--- Supplied records Enclosed Below ---
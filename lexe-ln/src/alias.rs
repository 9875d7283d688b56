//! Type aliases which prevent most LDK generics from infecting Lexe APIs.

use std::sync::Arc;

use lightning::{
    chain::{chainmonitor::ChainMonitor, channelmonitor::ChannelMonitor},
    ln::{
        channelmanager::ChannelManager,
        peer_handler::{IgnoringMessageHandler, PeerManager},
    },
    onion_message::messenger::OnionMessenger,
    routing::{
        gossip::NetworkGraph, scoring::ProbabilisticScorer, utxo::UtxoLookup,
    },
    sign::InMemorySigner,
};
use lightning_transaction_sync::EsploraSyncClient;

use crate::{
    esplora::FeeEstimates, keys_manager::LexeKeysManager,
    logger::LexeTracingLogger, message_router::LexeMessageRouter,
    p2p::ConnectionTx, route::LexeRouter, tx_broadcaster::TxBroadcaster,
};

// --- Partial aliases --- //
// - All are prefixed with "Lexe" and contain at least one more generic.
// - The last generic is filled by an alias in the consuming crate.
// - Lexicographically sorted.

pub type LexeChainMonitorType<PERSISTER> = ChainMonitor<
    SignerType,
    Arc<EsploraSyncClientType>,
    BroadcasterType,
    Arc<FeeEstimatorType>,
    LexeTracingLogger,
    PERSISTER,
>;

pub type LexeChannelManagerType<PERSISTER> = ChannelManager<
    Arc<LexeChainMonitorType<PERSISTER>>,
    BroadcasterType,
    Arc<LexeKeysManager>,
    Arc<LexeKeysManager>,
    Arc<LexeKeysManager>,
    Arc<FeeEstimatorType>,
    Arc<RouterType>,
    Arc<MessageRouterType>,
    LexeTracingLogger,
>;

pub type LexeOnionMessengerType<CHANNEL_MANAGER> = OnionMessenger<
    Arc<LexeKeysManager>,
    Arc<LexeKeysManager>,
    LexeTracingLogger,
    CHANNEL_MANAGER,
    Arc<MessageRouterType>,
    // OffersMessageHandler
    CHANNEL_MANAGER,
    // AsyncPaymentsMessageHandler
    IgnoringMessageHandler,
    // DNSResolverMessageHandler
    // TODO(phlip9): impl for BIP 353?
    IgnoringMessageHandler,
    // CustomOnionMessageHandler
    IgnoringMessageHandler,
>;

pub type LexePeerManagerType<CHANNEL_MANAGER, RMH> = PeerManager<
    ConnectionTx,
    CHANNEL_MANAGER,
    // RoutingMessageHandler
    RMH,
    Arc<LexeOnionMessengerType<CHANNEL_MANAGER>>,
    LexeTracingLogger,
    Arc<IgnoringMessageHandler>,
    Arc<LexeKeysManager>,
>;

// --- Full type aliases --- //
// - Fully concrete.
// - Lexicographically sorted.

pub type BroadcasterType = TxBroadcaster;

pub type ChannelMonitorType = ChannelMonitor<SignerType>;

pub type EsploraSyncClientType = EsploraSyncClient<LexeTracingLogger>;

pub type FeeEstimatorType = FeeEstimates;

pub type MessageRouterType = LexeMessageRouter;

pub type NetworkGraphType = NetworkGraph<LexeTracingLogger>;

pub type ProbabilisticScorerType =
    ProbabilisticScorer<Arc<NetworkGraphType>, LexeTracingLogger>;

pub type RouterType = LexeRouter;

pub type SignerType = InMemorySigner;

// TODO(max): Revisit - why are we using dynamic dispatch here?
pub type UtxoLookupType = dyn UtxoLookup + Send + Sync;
--- End of Enclosed Supplied records ---
*Work task*: Search the entries for the word "PERSISTER" and copy every line that holds it.

*Exercise answer*:
pub type LexeChainMonitorType<PERSISTER> = ChainMonitor<
    PERSISTER,
pub type LexeChannelManagerType<PERSISTER> = ChannelManager<
    Arc<LexeChainMonitorType<PERSISTER>>,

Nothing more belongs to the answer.